Required action. With both ends included, repeat exactly the lines of the entries below from the one containing "filename src/content/schema.rs" down to the one containing "fn present(value: Option<Value>)", and no others.

Stored items:

[Start of Attachment]

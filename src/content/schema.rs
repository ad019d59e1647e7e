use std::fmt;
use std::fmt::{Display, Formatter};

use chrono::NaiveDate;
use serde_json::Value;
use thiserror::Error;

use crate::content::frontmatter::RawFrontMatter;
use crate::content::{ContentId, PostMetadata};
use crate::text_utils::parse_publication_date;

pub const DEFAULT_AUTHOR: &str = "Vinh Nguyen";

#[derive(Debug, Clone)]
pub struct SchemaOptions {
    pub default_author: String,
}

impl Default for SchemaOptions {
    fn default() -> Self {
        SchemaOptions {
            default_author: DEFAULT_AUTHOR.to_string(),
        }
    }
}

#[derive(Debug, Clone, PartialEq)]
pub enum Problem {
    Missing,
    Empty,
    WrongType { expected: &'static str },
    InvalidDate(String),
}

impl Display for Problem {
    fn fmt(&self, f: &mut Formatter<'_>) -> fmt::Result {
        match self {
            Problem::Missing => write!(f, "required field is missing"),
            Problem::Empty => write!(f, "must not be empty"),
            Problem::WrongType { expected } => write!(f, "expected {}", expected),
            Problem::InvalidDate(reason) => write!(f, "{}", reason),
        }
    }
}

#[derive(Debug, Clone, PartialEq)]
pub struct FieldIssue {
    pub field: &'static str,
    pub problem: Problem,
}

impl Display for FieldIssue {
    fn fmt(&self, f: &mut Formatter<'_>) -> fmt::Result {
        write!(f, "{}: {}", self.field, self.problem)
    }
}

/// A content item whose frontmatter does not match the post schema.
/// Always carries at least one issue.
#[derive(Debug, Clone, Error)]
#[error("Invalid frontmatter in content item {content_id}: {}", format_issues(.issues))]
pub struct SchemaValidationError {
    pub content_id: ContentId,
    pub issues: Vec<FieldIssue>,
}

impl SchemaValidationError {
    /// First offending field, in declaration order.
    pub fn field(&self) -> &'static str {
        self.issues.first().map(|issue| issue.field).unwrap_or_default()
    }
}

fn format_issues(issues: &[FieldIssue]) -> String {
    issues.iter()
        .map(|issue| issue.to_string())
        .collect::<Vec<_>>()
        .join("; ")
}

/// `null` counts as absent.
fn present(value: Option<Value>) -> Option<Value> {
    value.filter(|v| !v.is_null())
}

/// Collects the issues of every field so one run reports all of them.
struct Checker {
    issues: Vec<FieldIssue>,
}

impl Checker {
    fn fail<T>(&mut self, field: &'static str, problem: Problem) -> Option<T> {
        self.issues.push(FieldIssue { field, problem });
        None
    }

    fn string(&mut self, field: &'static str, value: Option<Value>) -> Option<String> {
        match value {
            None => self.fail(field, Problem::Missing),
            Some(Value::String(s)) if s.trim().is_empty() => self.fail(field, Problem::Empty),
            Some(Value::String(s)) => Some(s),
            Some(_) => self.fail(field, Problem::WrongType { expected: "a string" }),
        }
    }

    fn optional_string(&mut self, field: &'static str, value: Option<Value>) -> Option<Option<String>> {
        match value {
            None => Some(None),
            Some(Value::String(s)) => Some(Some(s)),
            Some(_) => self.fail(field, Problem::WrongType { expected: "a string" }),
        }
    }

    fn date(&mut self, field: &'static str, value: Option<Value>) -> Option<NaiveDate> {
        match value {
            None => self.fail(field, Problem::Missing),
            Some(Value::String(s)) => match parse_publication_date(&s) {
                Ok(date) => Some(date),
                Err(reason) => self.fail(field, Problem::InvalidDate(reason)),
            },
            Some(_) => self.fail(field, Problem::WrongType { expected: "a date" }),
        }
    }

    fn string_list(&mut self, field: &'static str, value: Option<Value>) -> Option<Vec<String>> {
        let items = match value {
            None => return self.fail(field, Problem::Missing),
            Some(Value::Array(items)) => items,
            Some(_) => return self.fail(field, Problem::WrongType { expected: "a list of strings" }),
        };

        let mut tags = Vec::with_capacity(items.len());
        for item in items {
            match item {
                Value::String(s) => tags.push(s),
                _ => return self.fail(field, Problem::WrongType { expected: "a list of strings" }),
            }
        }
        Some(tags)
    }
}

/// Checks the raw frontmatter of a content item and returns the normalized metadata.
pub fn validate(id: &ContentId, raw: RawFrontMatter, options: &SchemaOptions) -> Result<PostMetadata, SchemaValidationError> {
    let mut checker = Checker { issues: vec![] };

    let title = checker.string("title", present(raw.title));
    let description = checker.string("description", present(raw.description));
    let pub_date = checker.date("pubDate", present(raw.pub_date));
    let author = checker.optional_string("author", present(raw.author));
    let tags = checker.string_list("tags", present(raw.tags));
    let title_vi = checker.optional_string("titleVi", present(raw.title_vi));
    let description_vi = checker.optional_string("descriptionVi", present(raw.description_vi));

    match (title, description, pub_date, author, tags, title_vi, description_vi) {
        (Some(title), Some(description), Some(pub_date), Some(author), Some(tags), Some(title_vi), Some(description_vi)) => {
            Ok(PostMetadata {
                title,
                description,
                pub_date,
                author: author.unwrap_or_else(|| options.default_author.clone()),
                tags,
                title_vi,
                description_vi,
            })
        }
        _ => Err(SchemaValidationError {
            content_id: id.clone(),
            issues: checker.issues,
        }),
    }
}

[End of Attachment]
[Start of Attachment]

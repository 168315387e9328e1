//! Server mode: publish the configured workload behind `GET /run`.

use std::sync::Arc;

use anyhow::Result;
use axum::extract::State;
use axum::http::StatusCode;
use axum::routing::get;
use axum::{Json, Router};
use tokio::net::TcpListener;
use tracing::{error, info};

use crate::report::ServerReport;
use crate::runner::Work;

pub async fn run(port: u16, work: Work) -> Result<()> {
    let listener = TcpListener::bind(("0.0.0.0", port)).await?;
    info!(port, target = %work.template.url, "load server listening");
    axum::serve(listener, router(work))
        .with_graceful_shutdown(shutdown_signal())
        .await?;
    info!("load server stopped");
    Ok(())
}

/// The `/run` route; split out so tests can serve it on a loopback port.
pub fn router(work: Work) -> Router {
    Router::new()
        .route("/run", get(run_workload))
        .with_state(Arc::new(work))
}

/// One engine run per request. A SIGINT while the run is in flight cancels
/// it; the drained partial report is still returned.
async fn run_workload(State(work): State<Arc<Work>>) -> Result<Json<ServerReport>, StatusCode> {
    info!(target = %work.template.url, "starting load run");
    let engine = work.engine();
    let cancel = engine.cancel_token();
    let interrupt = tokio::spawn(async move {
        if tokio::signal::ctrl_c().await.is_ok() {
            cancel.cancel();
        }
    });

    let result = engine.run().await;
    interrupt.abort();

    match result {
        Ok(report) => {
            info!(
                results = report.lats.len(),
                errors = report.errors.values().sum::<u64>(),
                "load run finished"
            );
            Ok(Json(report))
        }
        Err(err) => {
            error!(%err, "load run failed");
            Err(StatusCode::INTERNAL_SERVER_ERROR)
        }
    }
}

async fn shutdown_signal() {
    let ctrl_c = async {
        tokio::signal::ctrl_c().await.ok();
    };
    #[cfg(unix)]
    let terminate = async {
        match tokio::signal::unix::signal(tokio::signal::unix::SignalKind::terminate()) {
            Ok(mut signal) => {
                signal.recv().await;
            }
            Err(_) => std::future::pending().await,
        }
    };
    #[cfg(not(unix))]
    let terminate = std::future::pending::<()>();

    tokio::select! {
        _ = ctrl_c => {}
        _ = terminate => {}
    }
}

[End of Attachment]

Result of the exercise.
filename src/content/schema.rs
repository ad019d59e1647e7e
use std::fmt;
use std::fmt::{Display, Formatter};

use chrono::NaiveDate;
use serde_json::Value;
use thiserror::Error;

use crate::content::frontmatter::RawFrontMatter;
use crate::content::{ContentId, PostMetadata};
use crate::text_utils::parse_publication_date;

pub const DEFAULT_AUTHOR: &str = "Vinh Nguyen";

#[derive(Debug, Clone)]
pub struct SchemaOptions {
    pub default_author: String,
}

impl Default for SchemaOptions {
    fn default() -> Self {
        SchemaOptions {
            default_author: DEFAULT_AUTHOR.to_string(),
        }
    }
}

#[derive(Debug, Clone, PartialEq)]
pub enum Problem {
    Missing,
    Empty,
    WrongType { expected: &'static str },
    InvalidDate(String),
}

impl Display for Problem {
    fn fmt(&self, f: &mut Formatter<'_>) -> fmt::Result {
        match self {
            Problem::Missing => write!(f, "required field is missing"),
            Problem::Empty => write!(f, "must not be empty"),
            Problem::WrongType { expected } => write!(f, "expected {}", expected),
            Problem::InvalidDate(reason) => write!(f, "{}", reason),
        }
    }
}

#[derive(Debug, Clone, PartialEq)]
pub struct FieldIssue {
    pub field: &'static str,
    pub problem: Problem,
}

impl Display for FieldIssue {
    fn fmt(&self, f: &mut Formatter<'_>) -> fmt::Result {
        write!(f, "{}: {}", self.field, self.problem)
    }
}

/// A content item whose frontmatter does not match the post schema.
/// Always carries at least one issue.
#[derive(Debug, Clone, Error)]
#[error("Invalid frontmatter in content item {content_id}: {}", format_issues(.issues))]
pub struct SchemaValidationError {
    pub content_id: ContentId,
    pub issues: Vec<FieldIssue>,
}

impl SchemaValidationError {
    /// First offending field, in declaration order.
    pub fn field(&self) -> &'static str {
        self.issues.first().map(|issue| issue.field).unwrap_or_default()
    }
}

fn format_issues(issues: &[FieldIssue]) -> String {
    issues.iter()
        .map(|issue| issue.to_string())
        .collect::<Vec<_>>()
        .join("; ")
}

/// `null` counts as absent.
fn present(value: Option<Value>) -> Option<Value> {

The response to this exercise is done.